* **INSTRUCTIONS FOR THE TASK**
Somewhere below is a line with "assert_eq!(template_for_level(11), &HARD);" and, later, a line with "let rate = rescues"; repeat those two lines and all the lines between them, exactly as they are.

* **DATASET RECORDS**
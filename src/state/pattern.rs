//! Biased outcome sequences driving the game's core mechanic.
//!
//! Each difficulty band maps to a fixed 15-tick win/lose template. A fresh
//! game gets a locally perturbed copy, so runs feel designed rather than
//! coin-flipped while staying close to the band's nominal win rate. The
//! random source is always injected, which keeps every function here pure
//! and lets tests run seeded or with perturbation skipped entirely.

use rand::Rng;

/// Length of every bias template.
pub const TEMPLATE_LEN: usize = 15;

/// Money above which a winning tick may be overridden to a bust.
pub const HIGH_STAKES_THRESHOLD: u64 = 500_000;
/// Streak length from which a losing tick may be rescued.
pub const STREAK_RESCUE_MIN: u32 = 5;

/// Chance that a winning tick busts above the high-stakes threshold.
const HIGH_STAKES_BUST_CHANCE: f64 = 0.15;
/// Chance that a losing tick is rescued on a long streak.
const STREAK_RESCUE_CHANCE: f64 = 0.10;
/// Per-position chance of a perturbation swap.
const SWAP_CHANCE: f64 = 0.2;

const EASY: [u8; TEMPLATE_LEN] = [1, 1, 1, 1, 0, 1, 1, 1, 0, 1, 1, 1, 1, 0, 1];
const MEDIUM: [u8; TEMPLATE_LEN] = [1, 1, 1, 0, 1, 1, 0, 1, 1, 1, 0, 1, 0, 1, 1];
const HARD: [u8; TEMPLATE_LEN] = [1, 1, 0, 1, 1, 0, 1, 0, 1, 1, 0, 0, 1, 1, 0];
const BRUTAL: [u8; TEMPLATE_LEN] = [1, 0, 1, 1, 0, 0, 1, 0, 1, 0, 1, 1, 0, 1, 0];

/// Canonical bias template for a difficulty level.
pub fn template_for_level(level: u32) -> &'static [u8; TEMPLATE_LEN] {
    if level <= 4 {
        &EASY
    } else if level <= 10 {
        &MEDIUM
    } else if level <= 16 {
        &HARD
    } else {
        &BRUTAL
    }
}

/// Produce a freshly perturbed outcome sequence for a level.
pub fn generate_pattern<R: Rng + ?Sized>(level: u32, rng: &mut R) -> Vec<u8> {
    let mut pattern = template_for_level(level).to_vec();
    perturb(&mut pattern, rng);
    pattern
}

/// Scan from the end backward, giving each position a 20% chance of
/// swapping with a slot 1-3 positions earlier (clamped at index 0).
///
/// Swapping only moves values around, so the win/lose ratio of the template
/// is preserved exactly.
pub fn perturb<R: Rng + ?Sized>(pattern: &mut [u8], rng: &mut R) {
    for i in (1..pattern.len()).rev() {
        if rng.random_bool(SWAP_CHANCE) {
            let j = i.saturating_sub(rng.random_range(1..=3));
            pattern.swap(i, j);
        }
    }
}

/// Apply the two corrective house rules to a raw template value.
///
/// Evaluated in order: a win above the high-stakes threshold has a 15%
/// chance of busting, then a loss on a streak of five or more has a 10%
/// chance of being rescued. Money and streak are read-only here; the caller
/// updates them from the returned outcome.
pub fn apply_house_overrides<R: Rng + ?Sized>(
    result: u8,
    money: u64,
    streak: u32,
    rng: &mut R,
) -> u8 {
    if result == 1 && money > HIGH_STAKES_THRESHOLD && rng.random_bool(HIGH_STAKES_BUST_CHANCE) {
        return 0;
    }
    if result == 0 && streak >= STREAK_RESCUE_MIN && rng.random_bool(STREAK_RESCUE_CHANCE) {
        return 1;
    }
    result
}

#[cfg(test)]
mod tests {
    use rand::SeedableRng;
    use rand::rngs::SmallRng;

    use super::*;

    #[test]
    fn level_thresholds_select_the_expected_template() {
        assert_eq!(template_for_level(0), &EASY);
        assert_eq!(template_for_level(4), &EASY);
        assert_eq!(template_for_level(5), &MEDIUM);
        assert_eq!(template_for_level(10), &MEDIUM);
        assert_eq!(template_for_level(11), &HARD);
        assert_eq!(template_for_level(16), &HARD);
        assert_eq!(template_for_level(17), &BRUTAL);
        assert_eq!(template_for_level(u32::MAX), &BRUTAL);
    }

    #[test]
    fn perturbation_preserves_the_win_lose_ratio() {
        let mut rng = SmallRng::seed_from_u64(7);
        for level in [1, 8, 14, 20] {
            let template = template_for_level(level);
            let wins: usize = template.iter().map(|&v| v as usize).sum();

            for _ in 0..100 {
                let pattern = generate_pattern(level, &mut rng);
                assert_eq!(pattern.len(), TEMPLATE_LEN);
                let perturbed_wins: usize = pattern.iter().map(|&v| v as usize).sum();
                assert_eq!(perturbed_wins, wins);
            }
        }
    }

    #[test]
    fn perturbation_varies_sequences_between_games() {
        let mut rng = SmallRng::seed_from_u64(11);
        let distinct: std::collections::HashSet<Vec<u8>> =
            (0..50).map(|_| generate_pattern(1, &mut rng)).collect();
        assert!(distinct.len() > 1);
    }

    #[test]
    fn high_stakes_override_converges_to_its_rate() {
        let mut rng = SmallRng::seed_from_u64(42);
        let trials = 10_000;
        let busts = (0..trials)
            .filter(|_| apply_house_overrides(1, HIGH_STAKES_THRESHOLD + 1, 0, &mut rng) == 0)
            .count();

        let rate = busts as f64 / trials as f64;
        assert!((rate - 0.15).abs() < 0.02, "observed rate {rate}");
    }

    #[test]
    fn streak_rescue_converges_to_its_rate() {
        let mut rng = SmallRng::seed_from_u64(42);
        let trials = 10_000;
        let rescues = (0..trials)
            .filter(|_| apply_house_overrides(0, 0, STREAK_RESCUE_MIN, &mut rng) == 1)
            .count();

        let rate = rescues as f64 / trials as f64;
        assert!((rate - 0.10).abs() < 0.02, "observed rate {rate}");
    }

    #[test]
    fn overrides_never_fire_below_their_thresholds() {
        let mut rng = SmallRng::seed_from_u64(3);
        for _ in 0..1_000 {
            assert_eq!(
                apply_house_overrides(1, HIGH_STAKES_THRESHOLD, 0, &mut rng),
                1
            );
            assert_eq!(
                apply_house_overrides(0, 0, STREAK_RESCUE_MIN - 1, &mut rng),
                0
            );
        }
    }
}
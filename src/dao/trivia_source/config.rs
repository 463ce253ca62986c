use std::time::Duration;

/// Default question source endpoint (OpenTDB-compatible).
const DEFAULT_BASE_URL: &str = "https://opentdb.com/api.php";
/// The source allows roughly one request every five seconds; stay under it.
const DEFAULT_MIN_INTERVAL: Duration = Duration::from_secs(6);
/// Extra spacing applied after the source signals a rate limit.
const DEFAULT_RATE_LIMIT_PENALTY: Duration = Duration::from_secs(10);
/// Per-request transport timeout.
const DEFAULT_REQUEST_TIMEOUT: Duration = Duration::from_secs(10);

/// Runtime configuration describing how to reach the question source.
#[derive(Debug, Clone)]
pub struct TriviaSourceConfig {
    /// Endpoint queried for question batches.
    pub base_url: String,
    /// Minimum spacing between any two calls to the source.
    pub min_interval: Duration,
    /// Additional spacing after a source-signaled rate limit.
    pub rate_limit_penalty: Duration,
    /// Transport timeout for a single request.
    pub request_timeout: Duration,
}

impl TriviaSourceConfig {
    /// Construct a configuration pointing at an explicit endpoint.
    pub fn new(base_url: impl Into<String>) -> Self {
        Self {
            base_url: base_url.into(),
            min_interval: DEFAULT_MIN_INTERVAL,
            rate_limit_penalty: DEFAULT_RATE_LIMIT_PENALTY,
            request_timeout: DEFAULT_REQUEST_TIMEOUT,
        }
    }

    /// Build a configuration from the environment, falling back to the
    /// public endpoint when unset.
    pub fn from_env() -> Self {
        let base_url =
            std::env::var("GREED_TRIVIA_API_URL").unwrap_or_else(|_| DEFAULT_BASE_URL.into());
        Self::new(base_url)
    }
}

impl Default for TriviaSourceConfig {
    fn default() -> Self {
        Self::new(DEFAULT_BASE_URL)
    }
}
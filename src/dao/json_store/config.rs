use std::path::PathBuf;

/// Runtime configuration describing where the JSON store keeps its files.
#[derive(Debug, Clone)]
pub struct JsonStoreConfig {
    /// Main database document (sessions + leaderboard).
    pub db_path: PathBuf,
    /// Trivia cache snapshot document.
    pub trivia_cache_path: PathBuf,
}

/// Default main database file, next to the working directory.
const DEFAULT_DB_PATH: &str = "greed_trial_db.json";
/// Default trivia snapshot file.
const DEFAULT_TRIVIA_CACHE_PATH: &str = "trivia_cache.json";

impl JsonStoreConfig {
    /// Construct a configuration from explicit file paths.
    pub fn new(db_path: impl Into<PathBuf>, trivia_cache_path: impl Into<PathBuf>) -> Self {
        Self {
            db_path: db_path.into(),
            trivia_cache_path: trivia_cache_path.into(),
        }
    }

    /// Build a configuration from the environment, falling back to the
    /// default file names when the variables are unset.
    pub fn from_env() -> Self {
        let db_path = std::env::var("GREED_DB_PATH").unwrap_or_else(|_| DEFAULT_DB_PATH.into());
        let trivia_cache_path = std::env::var("GREED_TRIVIA_CACHE_PATH")
            .unwrap_or_else(|_| DEFAULT_TRIVIA_CACHE_PATH.into());
        Self::new(db_path, trivia_cache_path)
    }
}
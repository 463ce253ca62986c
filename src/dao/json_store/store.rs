use std::io::ErrorKind;
use std::path::{Path, PathBuf};
use std::sync::Arc;
use std::time::Duration;

use futures::future::BoxFuture;
use serde::de::DeserializeOwned;
use tokio::sync::Mutex;

use crate::dao::{
    models::{LeaderboardEntryEntity, SessionEntity, TriviaSnapshotEntity},
    store::GreedStore,
    storage::StorageResult,
};

use super::{
    config::JsonStoreConfig,
    error::{JsonStoreError, JsonStoreResult},
    models::DbDocument,
};

/// Sessions older than this read as absent.
const SESSION_TTL: Duration = Duration::from_secs(24 * 60 * 60);

/// Durable store backed by JSON documents on the local filesystem.
///
/// Reads re-open the files on every call so writes made by the account
/// subsystem become visible without coordination. The only write path owned
/// by this service is the trivia snapshot, serialized behind a mutex.
#[derive(Clone)]
pub struct JsonFileStore {
    db_path: Arc<PathBuf>,
    trivia_cache_path: Arc<PathBuf>,
    write_guard: Arc<Mutex<()>>,
}

impl JsonFileStore {
    /// Open the store, verifying the main database document is readable if present.
    pub async fn connect(config: JsonStoreConfig) -> JsonStoreResult<Self> {
        let store = Self {
            db_path: Arc::new(config.db_path),
            trivia_cache_path: Arc::new(config.trivia_cache_path),
            write_guard: Arc::new(Mutex::new(())),
        };

        // A corrupt database file should fail loudly at startup rather than
        // surface later as an empty leaderboard.
        store.read_db().await?;
        Ok(store)
    }

    async fn read_db(&self) -> JsonStoreResult<DbDocument> {
        read_document(self.db_path.as_ref())
            .await
            .map(Option::unwrap_or_default)
    }

    async fn read_trivia_snapshot(&self) -> JsonStoreResult<Option<TriviaSnapshotEntity>> {
        read_document(self.trivia_cache_path.as_ref()).await
    }

    async fn write_trivia_snapshot(&self, snapshot: &TriviaSnapshotEntity) -> JsonStoreResult<()> {
        let payload =
            serde_json::to_vec(snapshot).map_err(|source| JsonStoreError::Encode { source })?;

        let _guard = self.write_guard.lock().await;
        tokio::fs::write(self.trivia_cache_path.as_ref(), payload)
            .await
            .map_err(|source| JsonStoreError::Write {
                path: self.trivia_cache_path.as_ref().clone(),
                source,
            })
    }
}

/// Read and decode a JSON document, treating a missing file as absent.
async fn read_document<T>(path: &Path) -> JsonStoreResult<Option<T>>
where
    T: DeserializeOwned,
{
    let contents = match tokio::fs::read_to_string(path).await {
        Ok(contents) => contents,
        Err(err) if err.kind() == ErrorKind::NotFound => return Ok(None),
        Err(source) => {
            return Err(JsonStoreError::Read {
                path: path.to_path_buf(),
                source,
            });
        }
    };

    serde_json::from_str(&contents)
        .map(Some)
        .map_err(|source| JsonStoreError::Decode {
            path: path.to_path_buf(),
            source,
        })
}

/// Whether a stored session is still within its lifetime.
fn session_is_fresh(session: &SessionEntity) -> bool {
    match session.created_at.elapsed() {
        Ok(age) => age <= SESSION_TTL,
        // A creation time in the future means the clock moved; treat the
        // session as fresh rather than logging players out.
        Err(_) => true,
    }
}

impl GreedStore for JsonFileStore {
    fn load_leaderboard(&self) -> BoxFuture<'static, StorageResult<Vec<LeaderboardEntryEntity>>> {
        let store = self.clone();
        Box::pin(async move {
            let db = store.read_db().await?;
            Ok(db.leaderboard)
        })
    }

    fn find_session(
        &self,
        token: String,
    ) -> BoxFuture<'static, StorageResult<Option<SessionEntity>>> {
        let store = self.clone();
        Box::pin(async move {
            let db = store.read_db().await?;
            Ok(db
                .sessions
                .get(&token)
                .filter(|session| session_is_fresh(session))
                .cloned())
        })
    }

    fn load_trivia_snapshot(
        &self,
    ) -> BoxFuture<'static, StorageResult<Option<TriviaSnapshotEntity>>> {
        let store = self.clone();
        Box::pin(async move { Ok(store.read_trivia_snapshot().await?) })
    }

    fn save_trivia_snapshot(
        &self,
        snapshot: TriviaSnapshotEntity,
    ) -> BoxFuture<'static, StorageResult<()>> {
        let store = self.clone();
        Box::pin(async move { Ok(store.write_trivia_snapshot(&snapshot).await?) })
    }

    fn health_check(&self) -> BoxFuture<'static, StorageResult<()>> {
        let store = self.clone();
        Box::pin(async move {
            store.read_db().await?;
            Ok(())
        })
    }
}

* **YOUR RESPONSE**
        assert_eq!(template_for_level(11), &HARD);
        assert_eq!(template_for_level(16), &HARD);
        assert_eq!(template_for_level(17), &BRUTAL);
        assert_eq!(template_for_level(u32::MAX), &BRUTAL);
    }

    #[test]
    fn perturbation_preserves_the_win_lose_ratio() {
        let mut rng = SmallRng::seed_from_u64(7);
        for level in [1, 8, 14, 20] {
            let template = template_for_level(level);
            let wins: usize = template.iter().map(|&v| v as usize).sum();

            for _ in 0..100 {
                let pattern = generate_pattern(level, &mut rng);
                assert_eq!(pattern.len(), TEMPLATE_LEN);
                let perturbed_wins: usize = pattern.iter().map(|&v| v as usize).sum();
                assert_eq!(perturbed_wins, wins);
            }
        }
    }

    #[test]
    fn perturbation_varies_sequences_between_games() {
        let mut rng = SmallRng::seed_from_u64(11);
        let distinct: std::collections::HashSet<Vec<u8>> =
            (0..50).map(|_| generate_pattern(1, &mut rng)).collect();
        assert!(distinct.len() > 1);
    }

    #[test]
    fn high_stakes_override_converges_to_its_rate() {
        let mut rng = SmallRng::seed_from_u64(42);
        let trials = 10_000;
        let busts = (0..trials)
            .filter(|_| apply_house_overrides(1, HIGH_STAKES_THRESHOLD + 1, 0, &mut rng) == 0)
            .count();

        let rate = busts as f64 / trials as f64;
        assert!((rate - 0.15).abs() < 0.02, "observed rate {rate}");
    }

    #[test]
    fn streak_rescue_converges_to_its_rate() {
        let mut rng = SmallRng::seed_from_u64(42);
        let trials = 10_000;
        let rescues = (0..trials)
            .filter(|_| apply_house_overrides(0, 0, STREAK_RESCUE_MIN, &mut rng) == 1)
            .count();

        let rate = rescues as f64 / trials as f64;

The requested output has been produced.